Generative AI Copyright Concerns & 3 Best Practices in 2024

Updated on Jan 2

6 min read

Table of contents

1- Are AI-generated works eligible for copyright protection?2- Who is the owner of the generative AI copyright?3- Can copyright-protected data be used as training data?4- Generative AI copyright best practices 5- For more on generative AI

As with any new technology, generative AI also hosts legal and ethical issues that must be addressed. One of the most important of these is the question of copyright, which determines who owns the rights to creative works and how to use them. Companies relying on generative AI without knowing the local legislation about generative AI copyright are risking reputation issues or legal fines.

In this article, we will explore generative AI copyright concerns around it in 3 topics:

The eligibility of AI-generated works for copyright protection
The ownership of this copyright
Use of copyrighted works as input in AI training algorithms

1- Are AI-generated works eligible for copyright protection?

Whether AI-generated works are eligible for copyright protection varies from each country. However, in general, we can say that substantial human involvement is required for its eligibility.

There are doubts about whether works generated by AI tools should be eligible for copyright protection at all. The possible options are:

AI-generated works do not apply to the copyright protection requirements because they are not the result of human creativity.
AI-generated works should be eligible for copyright protection because they are the product of complex algorithms and programming.
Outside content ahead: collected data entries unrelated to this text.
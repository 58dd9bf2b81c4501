//! Grouped image datasets
//!
//! A dataset maps each label to the records (images) carrying it. Records
//! are identified by a stable string id and decode their image lazily, so
//! items whose features are already cached are never decoded. Sampling and
//! splitting are seeded and therefore reproducible.

pub mod directory;

use crate::core::{Identified, Label, PhowError, Result};
use crate::descriptor::{from_dynamic, FloatImage};
use log::warn;
use rand::rngs::StdRng;
use rand::seq::{index, SliceRandom};
use rand::SeedableRng;
use serde::{Deserialize, Serialize};
use std::collections::BTreeMap;
use std::fmt;
use std::path::PathBuf;
use std::sync::Arc;

/// Where a record's pixels come from
#[derive(Clone)]
pub enum ImageSource {
    Memory(Arc<FloatImage>),
    File(PathBuf),
}

impl fmt::Debug for ImageSource {
    fn fmt(&self, f: &mut fmt::Formatter<'_>) -> fmt::Result {
        match self {
            ImageSource::Memory(img) => write!(f, "Memory({}x{})", img.width(), img.height()),
            ImageSource::File(path) => write!(f, "File({})", path.display()),
        }
    }
}

/// One image with a stable identity
#[derive(Debug, Clone)]
pub struct Record {
    id: String,
    source: ImageSource,
}

impl Record {
    pub fn new(id: impl Into<String>, image: FloatImage) -> Self {
        Self {
            id: id.into(),
            source: ImageSource::Memory(Arc::new(image)),
        }
    }

    pub fn from_file(id: impl Into<String>, path: impl Into<PathBuf>) -> Self {
        Self {
            id: id.into(),
            source: ImageSource::File(path.into()),
        }
    }

    pub fn id(&self) -> &str {
        &self.id
    }

    pub fn source(&self) -> &ImageSource {
        &self.source
    }

    /// Grayscale image in [0, 1]; file-backed records are decoded on each call
    pub fn load(&self) -> Result<Arc<FloatImage>> {
        match &self.source {
            ImageSource::Memory(img) => Ok(Arc::clone(img)),
            ImageSource::File(path) => {
                let decoded = image::open(path).map_err(|e| {
                    PhowError::Dataset(format!("cannot decode {}: {e}", path.display()))
                })?;
                Ok(Arc::new(from_dynamic(&decoded)))
            }
        }
    }
}

impl Identified for Record {
    fn identity(&self) -> String {
        self.id.clone()
    }
}

/// Records grouped by label, both in sorted order
#[derive(Debug, Clone, Default)]
pub struct GroupedDataset {
    groups: BTreeMap<Label, Vec<Record>>,
}

impl GroupedDataset {
    pub fn new() -> Self {
        Self::default()
    }

    pub fn insert(&mut self, label: impl Into<Label>, record: Record) {
        let group = self.groups.entry(label.into()).or_default();
        let pos = group.partition_point(|r| r.id < record.id);
        group.insert(pos, record);
    }

    /// Number of records over all groups
    pub fn len(&self) -> usize {
        self.groups.values().map(Vec::len).sum()
    }

    pub fn is_empty(&self) -> bool {
        self.len() == 0
    }

    pub fn labels(&self) -> impl Iterator<Item = &Label> {
        self.groups.keys()
    }

    pub fn num_groups(&self) -> usize {
        self.groups.len()
    }

    pub fn group(&self, label: &str) -> Option<&[Record]> {
        self.groups.get(label).map(Vec::as_slice)
    }

    /// Every (label, record) pair, label-major then by id
    pub fn iter(&self) -> impl Iterator<Item = (&Label, &Record)> {
        self.groups
            .iter()
            .flat_map(|(label, records)| records.iter().map(move |r| (label, r)))
    }

    /// Keep `count` randomly chosen groups; all of them if there are fewer
    pub fn sample_groups(&self, count: usize, seed: u64) -> GroupedDataset {
        if count >= self.groups.len() {
            return self.clone();
        }
        let mut rng = StdRng::seed_from_u64(seed);
        let labels: Vec<&Label> = self.groups.keys().collect();
        let groups = index::sample(&mut rng, labels.len(), count)
            .into_iter()
            .map(|i| (labels[i].clone(), self.groups[labels[i]].clone()))
            .collect();
        GroupedDataset { groups }
    }

    /// Up to `count` records drawn uniformly without replacement from all
    /// groups, in dataset order
    pub fn uniform_sample(&self, count: usize, seed: u64) -> Vec<(&Label, &Record)> {
        let all: Vec<(&Label, &Record)> = self.iter().collect();
        if count >= all.len() {
            return all;
        }
        let mut rng = StdRng::seed_from_u64(seed);
        let mut picked = index::sample(&mut rng, all.len(), count).into_vec();
        picked.sort_unstable();
        picked.into_iter().map(|i| all[i]).collect()
    }

    /// Partition every group into disjoint train, validation and test sets
    ///
    /// Each group is shuffled with the seed, then the first `train` records
    /// go to training, the next `validation` to validation and the next
    /// `test` to testing. A group that is too small fills the partitions in
    /// that order and logs a warning.
    pub fn split(&self, config: &SplitConfig) -> DatasetSplit {
        let mut rng = StdRng::seed_from_u64(config.seed);
        let mut split = DatasetSplit::default();
        let wanted = config.train + config.validation + config.test;

        for (label, records) in &self.groups {
            if records.len() < wanted {
                warn!(
                    "Group {label:?} has {} images, {} requested for splitting",
                    records.len(),
                    wanted
                );
            }
            let mut shuffled = records.clone();
            shuffled.shuffle(&mut rng);

            let mut rest = shuffled.into_iter();
            for (target, n) in [
                (&mut split.train, config.train),
                (&mut split.validation, config.validation),
                (&mut split.test, config.test),
            ] {
                for record in rest.by_ref().take(n) {
                    target.insert(label.clone(), record);
                }
            }
        }
        split
    }
}

impl FromIterator<(Label, Record)> for GroupedDataset {
    fn from_iter<I: IntoIterator<Item = (Label, Record)>>(iter: I) -> Self {
        let mut dataset = GroupedDataset::new();
        for (label, record) in iter {
            dataset.insert(label, record);
        }
        dataset
    }
}

/// Group sampling and per-group split sizes
#[derive(Debug, Clone, PartialEq, Serialize, Deserialize)]
#[serde(default)]
pub struct SplitConfig {
    /// Number of groups to keep before splitting; `None` keeps all
    pub groups: Option<usize>,
    pub train: usize,
    pub validation: usize,
    pub test: usize,
    pub seed: u64,
}

impl Default for SplitConfig {
    fn default() -> Self {
        Self {
            groups: Some(5),
            train: 15,
            validation: 0,
            test: 15,
            seed: 0,
        }
    }
}

/// Disjoint train, validation and test partitions
#[derive(Debug, Clone, Default)]
pub struct DatasetSplit {
    pub train: GroupedDataset,
    pub validation: GroupedDataset,
    pub test: GroupedDataset,
}

#[cfg(test)]
mod tests {
    use super::*;
    use crate::descriptor::image_from_fn;
    use std::collections::HashSet;

    fn dataset(groups: usize, per_group: usize) -> GroupedDataset {
        let mut ds = GroupedDataset::new();
        for g in 0..groups {
            for i in 0..per_group {
                ds.insert(
                    format!("class{g}"),
                    Record::new(format!("class{g}/{i:03}"), image_from_fn(4, 4, |_, _| 0.5)),
                );
            }
        }
        ds
    }

    #[test]
    fn test_insert_keeps_ids_sorted() {
        let mut ds = GroupedDataset::new();
        for id in ["b", "c", "a"] {
            ds.insert("g", Record::new(id, image_from_fn(1, 1, |_, _| 0.0)));
        }
        let ids: Vec<&str> = ds.group("g").unwrap().iter().map(Record::id).collect();
        assert_eq!(ids, vec!["a", "b", "c"]);
    }

    #[test]
    fn test_collect_from_pairs() {
        let ds: GroupedDataset = ["b/2", "a/1", "b/1"]
            .iter()
            .map(|id| {
                let label = id[..1].to_string();
                (label, Record::new(*id, image_from_fn(1, 1, |_, _| 0.0)))
            })
            .collect();
        assert_eq!(ds.num_groups(), 2);
        let ids: Vec<&str> = ds.group("b").unwrap().iter().map(Record::id).collect();
        assert_eq!(ids, vec!["b/1", "b/2"]);
    }

    #[test]
    fn test_split_is_disjoint_and_sized() {
        let ds = dataset(3, 35);
        let split = ds.split(&SplitConfig::default());

        assert_eq!(split.train.len(), 45);
        assert_eq!(split.validation.len(), 0);
        assert_eq!(split.test.len(), 45);

        let train: HashSet<&str> = split.train.iter().map(|(_, r)| r.id()).collect();
        let test: HashSet<&str> = split.test.iter().map(|(_, r)| r.id()).collect();
        assert!(train.is_disjoint(&test));
        for label in ds.labels() {
            assert_eq!(split.train.group(label).unwrap().len(), 15);
        }
    }

    #[test]
    fn test_split_is_reproducible() {
        let ds = dataset(2, 40);
        let config = SplitConfig {
            seed: 99,
            ..SplitConfig::default()
        };
        let ids = |s: &DatasetSplit| -> Vec<String> {
            s.test.iter().map(|(_, r)| r.id().to_string()).collect()
        };
        assert_eq!(ids(&ds.split(&config)), ids(&ds.split(&config)));
    }

    #[test]
    fn test_short_group_fills_train_first() {
        let ds = dataset(1, 20);
        let split = ds.split(&SplitConfig::default());
        assert_eq!(split.train.len(), 15);
        assert_eq!(split.test.len(), 5);
    }

    #[test]
    fn test_sample_groups() {
        let ds = dataset(8, 2);
        let sampled = ds.sample_groups(5, 3);
        assert_eq!(sampled.num_groups(), 5);
        assert_eq!(sampled.len(), 10);
        assert_eq!(ds.sample_groups(20, 3).num_groups(), 8);

        let first: Vec<Label> = sampled.labels().cloned().collect();
        let second: Vec<Label> = ds.sample_groups(5, 3).labels().cloned().collect();
        assert_eq!(first, second);
    }

    #[test]
    fn test_uniform_sample() {
        let ds = dataset(4, 10);
        let sample = ds.uniform_sample(30, 11);
        assert_eq!(sample.len(), 30);
        let unique: HashSet<&str> = sample.iter().map(|(_, r)| r.id()).collect();
        assert_eq!(unique.len(), 30);
        assert_eq!(ds.uniform_sample(100, 11).len(), 40);
    }

    #[test]
    fn test_memory_record_loads() {
        let record = Record::new("x", image_from_fn(3, 2, |x, _| x as f32 / 2.0));
        let img = record.load().unwrap();
        assert_eq!(img.dimensions(), (3, 2));
        assert_eq!(record.identity(), "x");
    }

    #[test]
    fn test_missing_file_is_dataset_error() {
        let record = Record::from_file("gone", "/nonexistent/image.png");
        assert!(matches!(record.load(), Err(PhowError::Dataset(_))));
    }
}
Moreover, the creators of these algorithms and programs should be recognized as the authors of the works generated by the AI.

For example, in the United States, copyright laws do not protect works created solely by a machine. But if an individual can demonstrate substantial human involvement in its creation, then it is plausible they may receive copyright protection.
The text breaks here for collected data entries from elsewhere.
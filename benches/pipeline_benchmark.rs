use criterion::{black_box, criterion_group, criterion_main, BenchmarkId, Criterion};
use phow::descriptor::{image_from_fn, DenseSift, DenseSiftConfig};
use phow::kernel::{HomogeneousKernelMap, KernelMapConfig};
use phow::pyramid::{PyramidConfig, SpatialPyramid};
use phow::vocabulary::{VocabularyConfig, VocabularyTrainer};

fn textured(size: u32) -> phow::descriptor::FloatImage {
    image_from_fn(size, size, |x, y| {
        let (fx, fy) = (x as f32, y as f32);
        0.5 + 0.25 * (fx * 0.7).sin() + 0.25 * (fy * 0.3 + fx * 0.1).cos()
    })
}

fn bench_dense_sift(c: &mut Criterion) {
    let sift = DenseSift::new(DenseSiftConfig::default()).unwrap();
    let mut group = c.benchmark_group("dense_sift");
    for size in [64u32, 128, 256] {
        let image = textured(size);
        group.bench_with_input(BenchmarkId::from_parameter(size), &image, |b, image| {
            b.iter(|| sift.extract_bytes(black_box(image), 0.005))
        });
    }
    group.finish();
}

fn bench_assignment(c: &mut Criterion) {
    let sift = DenseSift::new(DenseSiftConfig::default()).unwrap();
    let image = textured(128);
    let descriptors = sift.extract_bytes(&image, 0.005);
    let pool = descriptors.iter().map(|d| d.vector.clone()).collect();

    let config = VocabularyConfig {
        k: 300,
        max_iterations: 5,
        ..VocabularyConfig::default()
    };
    let vocabulary = VocabularyTrainer::new(config).unwrap().train(pool).unwrap();
    let pyramid = SpatialPyramid::new(PyramidConfig::default()).unwrap();

    c.bench_function("pyramid_aggregate_128", |b| {
        b.iter(|| {
            pyramid
                .aggregate(black_box(&descriptors), 128.0, 128.0, &vocabulary)
                .unwrap()
        })
    });
}

fn bench_kernel_map(c: &mut Criterion) {
    let map = HomogeneousKernelMap::new(KernelMapConfig::default()).unwrap();
    let histogram: Vec<f64> = (0..1500).map(|i| ((i % 17) as f64) / 1500.0).collect();

    c.bench_function("kernel_map_1500", |b| {
        b.iter(|| map.apply(black_box(&histogram)))
    });
}

criterion_group!(benches, bench_dense_sift, bench_assignment, bench_kernel_map);
criterion_main!(benches);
AI assisted artwork received copyright protection

In September 2022, the US Copyright Office made history when they issued an unprecedented registration for a comic book named Zarya of the Dawn.¹ The book was developed using text-to-image AI tool Midjourney (see Figure 1). The author declared that the artwork was AI-assisted rather than solely generated by the AI. In addition to AI generated images, she crafted and structured the story, designed each page’s layout and made artful decisions to arrange all of its components.

Figure 1. Drawings from the last page of AI-generated comic book Zarya of the Dawn. (Source: Zarya of the Dawn)

Award winning Midjourney image was denied copyright protection

Another controversial generative art example is an AI-generated print that won an art fair competition at the Colorado State Fair.² The creator expressed that he spent numerous weeks curating the perfect prompts and manually identifying the finished product. The award-winning AI generated art is shown in Figure 2 below.

Figure 2. The award-winning AI-generated print Theatre d’Opera Spatial. (Source: The Verge)

This image was denied copyright protection.³ Ultimately, whether AI-generated works are eligible for copyright protection brings the question of ownership rights and who would own the copyright in these cases. Countries requiring a human agency for authorship generally deny copyright protection of AI-generated works.

2- Who is the owner of the generative AI copyright?

The authorship and ownership rights are also disputable.

Under the copyright law of most countries, the creator of a work is generally considered the copyright owner. However, when a work is created by AI, it is unclear who the creator is. Such ambiguity can create problems in determining who has the right to exploit the work, and in enforcing copyright violations.

There can be different solutions to this problem:

AI itself as the creator of the work, in which case the AI owner would have the copyright.
AI model’s human programmer as the creator, in which case the programmer would be the owner of the copyright.
Humans that prepared the AI model’s training data as the creators.

AI or its developer as the copyright holder

Various countries, including Hong Kong, India, Ireland, New Zealand and the UK, explicitly grant authorship rights to programmers. For example, the United Kingdom provides copyright for works created entirely by computers. Yet, it deems that the author should be “the person by whom the arrangements necessary for the creation of the work are undertaken.”⁴

Consequently, there are several interpretations of whom this “person” refers to. The generative model’s developer or operator? Or the model itself?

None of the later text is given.